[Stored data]
Start of Block

//! Doctor command - verify API keys, the MCP server command and the database.

use crate::cli::Output;
use crate::config::Settings;
use crate::store::{open_store, StoreLocation};
use console::style;
use std::path::Path;
use std::process::Command;

/// Check result for a single item.
#[derive(Debug)]
pub struct CheckResult {
    pub name: String,
    pub status: CheckStatus,
    pub message: String,
    pub hint: Option<String>,
}

#[derive(Debug, PartialEq)]
pub enum CheckStatus {
    Ok,
    Warning,
    Error,
}

impl CheckResult {
    fn ok(name: &str, message: &str) -> Self {
        Self {
            name: name.to_string(),
            status: CheckStatus::Ok,
            message: message.to_string(),
            hint: None,
        }
    }

    fn warning(name: &str, message: &str, hint: &str) -> Self {
        Self {
            name: name.to_string(),
            status: CheckStatus::Warning,
            message: message.to_string(),
            hint: Some(hint.to_string()),
        }
    }

    fn error(name: &str, message: &str, hint: &str) -> Self {
        Self {
            name: name.to_string(),
            status: CheckStatus::Error,
            message: message.to_string(),
            hint: Some(hint.to_string()),
        }
    }

    fn print(&self) {
        let icon = match self.status {
            CheckStatus::Ok => style("✓").green(),
            CheckStatus::Warning => style("!").yellow(),
            CheckStatus::Error => style("✗").red(),
        };

        println!("  {} {} - {}", icon, style(&self.name).bold(), self.message);

        if let Some(hint) = &self.hint {
            println!("    {} {}", style("→").dim(), style(hint).dim());
        }
    }
}

/// Run all diagnostic checks.
pub async fn run_doctor(settings: &Settings, config_path: Option<&str>) -> anyhow::Result<()> {
    Output::header("Trellis Doctor");
    println!();
    println!("Checking API keys, tools and configuration...\n");

    let mut checks = Vec::new();

    println!("{}", style("API Configuration").bold());
    let api_checks = vec![
        check_openai_api_key(std::env::var("OPENAI_API_KEY").ok().as_deref()),
        check_tavily_api_key(settings.tavily.api_key.as_deref()),
    ];
    for check in &api_checks {
        check.print();
    }
    checks.extend(api_checks);

    println!();

    println!("{}", style("MCP Server").bold());
    let mcp_check = check_mcp_command(&settings.mcp.command);
    mcp_check.print();
    checks.push(mcp_check);

    println!();

    println!("{}", style("Database").bold());
    let db_check = check_database(&settings.database.url).await;
    db_check.print();
    checks.push(db_check);

    println!();

    println!("{}", style("Configuration").bold());
    let config_path = config_path
        .map(std::path::PathBuf::from)
        .unwrap_or_else(Settings::default_config_path);
    let config_check = check_config_file(&config_path);
    config_check.print();
    checks.push(config_check);

    println!();

    let errors = checks.iter().filter(|c| c.status == CheckStatus::Error).count();
    let warnings = checks.iter().filter(|c| c.status == CheckStatus::Warning).count();

    if errors > 0 {
        Output::error(&format!(
            "{} error(s) found. Please fix them before using Trellis.",
            errors
        ));
        std::process::exit(1);
    } else if warnings > 0 {
        Output::warning(&format!("All checks passed with {} warning(s).", warnings));
    } else {
        Output::success("All checks passed! Trellis is ready to use.");
    }

    Ok(())
}

/// Check if OpenAI API key is configured.
fn check_openai_api_key(key: Option<&str>) -> CheckResult {
    match key {
        Some(key) if key.starts_with("sk-") && key.len() > 20 && key.is_ascii() => {
            let masked = format!("{}...{}", &key[..7], &key[key.len() - 4..]);
            CheckResult::ok("OPENAI_API_KEY", &format!("configured ({})", masked))
        }
        Some("") => CheckResult::error(
            "OPENAI_API_KEY",
            "empty",
            "Set with: export OPENAI_API_KEY='sk-...'",
        ),
        Some(_) => CheckResult::warning(
            "OPENAI_API_KEY",
            "set but format looks unusual",
            "Expected format: sk-... (OpenAI API key)",
        ),
        None => CheckResult::error(
            "OPENAI_API_KEY",
            "not set",
            "Set with: export OPENAI_API_KEY='sk-...'",
        ),
    }
}

/// The docs agent can't search without Tavily; everything else still works.
fn check_tavily_api_key(key: Option<&str>) -> CheckResult {
    match key {
        Some(key) if !key.is_empty() => CheckResult::ok("TAVILY_API_KEY", "configured"),
        _ => CheckResult::warning(
            "TAVILY_API_KEY",
            "not set (docs agent disabled)",
            "Set with: export TAVILY_API_KEY='tvly-...'",
        ),
    }
}

fn check_mcp_command(command: &str) -> CheckResult {
    match Command::new(command).arg("--version").output() {
        Ok(output) if output.status.success() => {
            let version = String::from_utf8_lossy(&output.stdout)
                .lines()
                .next()
                .unwrap_or("installed")
                .trim()
                .to_string();
            CheckResult::ok(command, &version)
        }
        Ok(_) => CheckResult::warning(
            command,
            "installed but not working",
            "The browser agent will fail until this command runs",
        ),
        Err(e) if e.kind() == std::io::ErrorKind::NotFound => CheckResult::warning(
            command,
            "not found (browser agent disabled)",
            install_hint_node(),
        ),
        Err(e) => CheckResult::warning(command, &format!("error: {}", e), install_hint_node()),
    }
}

async fn check_database(url: &str) -> CheckResult {
    let location = match StoreLocation::parse(url) {
        Ok(location) => location,
        Err(e) => {
            return CheckResult::error(
                "Database",
                &e.to_string(),
                "Use sqlite:///./test.db, sqlite::memory: or memory",
            )
        }
    };

    if let StoreLocation::SqliteFile(path) = &location {
        if !path.exists() {
            return CheckResult::warning(
                "Database",
                &format!("{} (not created yet)", path.display()),
                "The database is created when the server starts",
            );
        }
    }

    match open_store(url) {
        Ok(store) => match store.count().await {
            Ok(count) => CheckResult::ok("Database", &format!("{} ({} items)", url, count)),
            Err(e) => CheckResult::error("Database", &e.to_string(), "Check the database file"),
        },
        Err(e) => CheckResult::error("Database", &e.to_string(), "Check DATABASE_URL"),
    }
}

fn check_config_file(config_path: &Path) -> CheckResult {
    if config_path.exists() {
        CheckResult::ok("Config file", &format!("{}", config_path.display()))
    } else {
        CheckResult::warning(
            "Config file",
            "using defaults",
            "Create with: trellis config init",
        )
    }
}

/// Platform-specific install hint for Node.js (npx).
fn install_hint_node() -> &'static str {
    if cfg!(target_os = "macos") {
        "Install Node.js with: brew install node"
    } else if cfg!(target_os = "linux") {
        "Install Node.js with your package manager (e.g. sudo apt install nodejs npm)"
    } else {
        "Install Node.js from: https://nodejs.org/"
    }
}
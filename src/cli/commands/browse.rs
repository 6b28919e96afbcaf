//! Browse command implementation.

use crate::agent::{Assistant, BrowserAssistant};
use crate::cli::preflight::{self, Operation};
use crate::cli::Output;
use crate::config::{Prompts, Settings};
use anyhow::Result;

/// Run the browse command.
pub async fn run_browse(question: &str, model: Option<String>, mut settings: Settings) -> Result<()> {
    if let Err(e) = preflight::check(Operation::Browse, &settings) {
        Output::error(&format!("{}", e));
        Output::info("Run 'trellis doctor' for detailed diagnostics.");
        return Err(e.into());
    }

    if let Some(model) = model {
        settings.mcp.model = model;
    }

    let prompts = Prompts::from_settings(&settings)?;
    let assistant = BrowserAssistant::from_settings(&settings, &prompts)?;

    Output::info(&format!(
        "Starting MCP server: {} {}",
        settings.mcp.command,
        settings.mcp.args.join(" ")
    ));
    let spinner = Output::spinner("Browsing...");

    match assistant.answer(question).await {
        Ok(response) => {
            spinner.finish_and_clear();
            Output::mcp_response(&response);
        }
        Err(e) => {
            spinner.finish_and_clear();
            Output::error(&format!("Browser agent failed: {}", e));
            return Err(e.into());
        }
    }

    Ok(())
}
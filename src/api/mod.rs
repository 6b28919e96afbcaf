//! HTTP API.
//!
//! Arithmetic helpers, item CRUD over the `items` table, and the two agent
//! query endpoints. Every error body is `{"detail": "..."}`.

mod error;
mod handlers;
mod state;

pub use error::ApiError;
pub use state::{AppState, BrowserAgent, DocsAgent};

use axum::{
    routing::{get, post},
    Router,
};
use tower_http::cors::{Any, CorsLayer};
use tower_http::trace::TraceLayer;

/// Build the application router.
pub fn router(state: AppState) -> Router {
    let cors = CorsLayer::new()
        .allow_origin(Any)
        .allow_methods(Any)
        .allow_headers(Any);

    Router::new()
        .route("/health", get(handlers::health))
        .route("/divide/{numerator}/{denominator}", get(handlers::divide))
        .route("/fibonacci/{n}", get(handlers::fibonacci))
        .route(
            "/items/",
            post(handlers::create_item).get(handlers::list_items),
        )
        .route(
            "/items",
            post(handlers::create_item).get(handlers::list_items),
        )
        .route("/items/{item_id}", get(handlers::get_item))
        .route("/agent/query", post(handlers::agent_query))
        .route("/mcp/query", post(handlers::mcp_query))
        .fallback(handlers::not_found)
        .method_not_allowed_fallback(handlers::method_not_allowed)
        .layer(cors)
        .layer(TraceLayer::new_for_http())
        .with_state(state)
}

#[cfg(test)]
mod tests {
    use super::*;
    use crate::agent::{Assistant, BotResponse, McpBotResponse};
    use crate::error::{Result, TrellisError};
    use crate::store::MemoryItemStore;
    use async_trait::async_trait;
    use axum::body::Body;
    use axum::http::{header, Request, StatusCode};
    use http_body_util::BodyExt;
    use serde_json::{json, Value};
    use std::sync::Arc;
    use tower::ServiceExt;

    struct StubDocs;

    #[async_trait]
    impl Assistant for StubDocs {
        type Output = BotResponse;

        async fn answer(&self, question: &str) -> Result<BotResponse> {
            if question == "fail" {
                return Err(TrellisError::Agent("model unavailable".to_string()));
            }
            Ok(BotResponse {
                answer: format!("You asked: {}", question),
                reasoning: "stub".to_string(),
                reference: Some("https://ai.pydantic.dev/".to_string()),
                confidence_percentage: 90,
            })
        }
    }

    struct StubBrowser;

    #[async_trait]
    impl Assistant for StubBrowser {
        type Output = McpBotResponse;

        async fn answer(&self, _question: &str) -> Result<McpBotResponse> {
            Ok(McpBotResponse {
                answer: "Latest post is about Logfire".to_string(),
                reasoning: "navigated to the blog".to_string(),
                websites_accessed: vec!["https://pydantic.dev/articles".to_string()],
                confidence_percentage: 75,
            })
        }
    }

    fn app() -> Router {
        let state = AppState::new(
            Arc::new(MemoryItemStore::new()),
            Arc::new(StubDocs),
            Arc::new(StubBrowser),
        )
        .with_max_page_size(3);
        router(state)
    }

    async fn send(app: &Router, request: Request<Body>) -> (StatusCode, String) {
        let response = app.clone().oneshot(request).await.unwrap();
        let status = response.status();
        let bytes = response.into_body().collect().await.unwrap().to_bytes();
        (status, String::from_utf8(bytes.to_vec()).unwrap())
    }

    async fn get(app: &Router, uri: &str) -> (StatusCode, Value) {
        let request = Request::get(uri).body(Body::empty()).unwrap();
        let (status, body) = send(app, request).await;
        (status, serde_json::from_str(&body).unwrap())
    }

    async fn post_json(app: &Router, uri: &str, body: Value) -> (StatusCode, Value) {
        let request = Request::post(uri)
            .header(header::CONTENT_TYPE, "application/json")
            .body(Body::from(body.to_string()))
            .unwrap();
        let (status, body) = send(app, request).await;
        (status, serde_json::from_str(&body).unwrap())
    }

    #[tokio::test]
    async fn test_health() {
        let (status, body) = get(&app(), "/health").await;
        assert_eq!(status, StatusCode::OK);
        assert_eq!(body["status"], "ok");
    }

    #[tokio::test]
    async fn test_divide() {
        let app = app();

        let (status, body) = get(&app, "/divide/10/4").await;
        assert_eq!(status, StatusCode::OK);
        assert_eq!(body, json!({"result": 2.5}));

        let (status, body) = get(&app, "/divide/1/0").await;
        assert_eq!(status, StatusCode::BAD_REQUEST);
        assert_eq!(body, json!({"detail": "Division by zero"}));

        let (status, body) = get(&app, "/divide/ten/2").await;
        assert_eq!(status, StatusCode::UNPROCESSABLE_ENTITY);
        assert!(body["detail"].is_string());
    }

    #[tokio::test]
    async fn test_fibonacci() {
        let app = app();

        let (status, body) = get(&app, "/fibonacci/10").await;
        assert_eq!(status, StatusCode::OK);
        assert_eq!(body, json!({"result": 55}));

        let (status, body) = get(&app, "/fibonacci/-1").await;
        assert_eq!(status, StatusCode::BAD_REQUEST);
        assert_eq!(body["detail"], "Input must be a non-negative integer");

        let (status, _) = get(&app, "/fibonacci/187").await;
        assert_eq!(status, StatusCode::BAD_REQUEST);

        let (status, _) = get(&app, "/fibonacci/1.5").await;
        assert_eq!(status, StatusCode::UNPROCESSABLE_ENTITY);
    }

    #[tokio::test]
    async fn test_fibonacci_beyond_u64() {
        let request = Request::get("/fibonacci/186").body(Body::empty()).unwrap();
        let (status, body) = send(&app(), request).await;
        assert_eq!(status, StatusCode::OK);
        assert_eq!(body, r#"{"result":332825110087067562321196029789634457848}"#);
    }

    #[tokio::test]
    async fn test_item_lifecycle() {
        let app = app();

        let (status, created) = post_json(
            &app,
            "/items/",
            json!({"name": "Widget", "description": "A useful widget"}),
        )
        .await;
        assert_eq!(status, StatusCode::OK);
        assert_eq!(created["name"], "Widget");
        let id = created["id"].as_i64().unwrap();

        let (status, fetched) = get(&app, &format!("/items/{}", id)).await;
        assert_eq!(status, StatusCode::OK);
        assert_eq!(fetched, created);

        let (status, body) = get(&app, "/items/999").await;
        assert_eq!(status, StatusCode::NOT_FOUND);
        assert_eq!(body, json!({"detail": "Item not found"}));

        let (status, _) = get(&app, "/items/abc").await;
        assert_eq!(status, StatusCode::UNPROCESSABLE_ENTITY);
    }

    #[tokio::test]
    async fn test_list_items_pagination() {
        let app = app();
        for i in 0..5 {
            let (status, _) = post_json(
                &app,
                "/items",
                json!({"name": format!("item-{}", i), "description": "d"}),
            )
            .await;
            assert_eq!(status, StatusCode::OK);
        }

        let (_, body) = get(&app, "/items/?skip=1&limit=2").await;
        let names: Vec<_> = body
            .as_array()
            .unwrap()
            .iter()
            .map(|i| i["name"].as_str().unwrap().to_string())
            .collect();
        assert_eq!(names, vec!["item-1", "item-2"]);

        // limit is clamped to max_page_size
        let (_, body) = get(&app, "/items?limit=50").await;
        assert_eq!(body.as_array().unwrap().len(), 3);

        let (status, _) = get(&app, "/items/?skip=-1").await;
        assert_eq!(status, StatusCode::UNPROCESSABLE_ENTITY);
    }

    #[tokio::test]
    async fn test_create_item_invalid_body() {
        let (status, body) = post_json(&app(), "/items/", json!({"name": "missing description"})).await;
        assert_eq!(status, StatusCode::UNPROCESSABLE_ENTITY);
        assert!(body["detail"].is_string());
    }

    #[tokio::test]
    async fn test_agent_query() {
        let app = app();

        let (status, body) =
            post_json(&app, "/agent/query", json!({"question": "How do I create an agent?"})).await;
        assert_eq!(status, StatusCode::OK);
        assert_eq!(body["answer"], "You asked: How do I create an agent?");
        assert_eq!(body["confidence_percentage"], 90);

        let (status, body) = post_json(&app, "/agent/query", json!({"question": "  "})).await;
        assert_eq!(status, StatusCode::UNPROCESSABLE_ENTITY);
        assert_eq!(body["detail"], "Question must not be empty");

        let (status, body) = post_json(&app, "/agent/query", json!({"question": "fail"})).await;
        assert_eq!(status, StatusCode::INTERNAL_SERVER_ERROR);
        assert_eq!(body["detail"], "Agent error: model unavailable");
    }

    #[tokio::test]
    async fn test_mcp_query() {
        let (status, body) =
            post_json(&app(), "/mcp/query", json!({"question": "Latest pydantic blog post?"})).await;
        assert_eq!(status, StatusCode::OK);
        assert_eq!(body["websites_accessed"][0], "https://pydantic.dev/articles");
    }

    #[tokio::test]
    async fn test_unknown_route() {
        let (status, body) = get(&app(), "/nope").await;
        assert_eq!(status, StatusCode::NOT_FOUND);
        assert_eq!(body, json!({"detail": "Not Found"}));
    }

    #[tokio::test]
    async fn test_wrong_method() {
        let app = app();

        let request = Request::delete("/items/1").body(Body::empty()).unwrap();
        let (status, body) = send(&app, request).await;
        assert_eq!(status, StatusCode::METHOD_NOT_ALLOWED);
        let body: Value = serde_json::from_str(&body).unwrap();
        assert_eq!(body, json!({"detail": "Method Not Allowed"}));

        let request = Request::get("/agent/query").body(Body::empty()).unwrap();
        let (status, _) = send(&app, request).await;
        assert_eq!(status, StatusCode::METHOD_NOT_ALLOWED);
    }
}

End of Block

WORK TO COMPLETE
From the first line of the data above to the line holding "if let Some(hint)", reproduce each line exactly; emit no other lines.

SOLUTION
//! Doctor command - verify API keys, the MCP server command and the database.

use crate::cli::Output;
use crate::config::Settings;
use crate::store::{open_store, StoreLocation};
use console::style;
use std::path::Path;
use std::process::Command;

/// Check result for a single item.
#[derive(Debug)]
pub struct CheckResult {
    pub name: String,
    pub status: CheckStatus,
    pub message: String,
    pub hint: Option<String>,
}

#[derive(Debug, PartialEq)]
pub enum CheckStatus {
    Ok,
    Warning,
    Error,
}

impl CheckResult {
    fn ok(name: &str, message: &str) -> Self {
        Self {
            name: name.to_string(),
            status: CheckStatus::Ok,
            message: message.to_string(),
            hint: None,
        }
    }

    fn warning(name: &str, message: &str, hint: &str) -> Self {
        Self {
            name: name.to_string(),
            status: CheckStatus::Warning,
            message: message.to_string(),
            hint: Some(hint.to_string()),
        }
    }

    fn error(name: &str, message: &str, hint: &str) -> Self {
        Self {
            name: name.to_string(),
            status: CheckStatus::Error,
            message: message.to_string(),
            hint: Some(hint.to_string()),
        }
    }

    fn print(&self) {
        let icon = match self.status {
            CheckStatus::Ok => style("✓").green(),
            CheckStatus::Warning => style("!").yellow(),
            CheckStatus::Error => style("✗").red(),
        };

        println!("  {} {} - {}", icon, style(&self.name).bold(), self.message);

        if let Some(hint) = &self.hint {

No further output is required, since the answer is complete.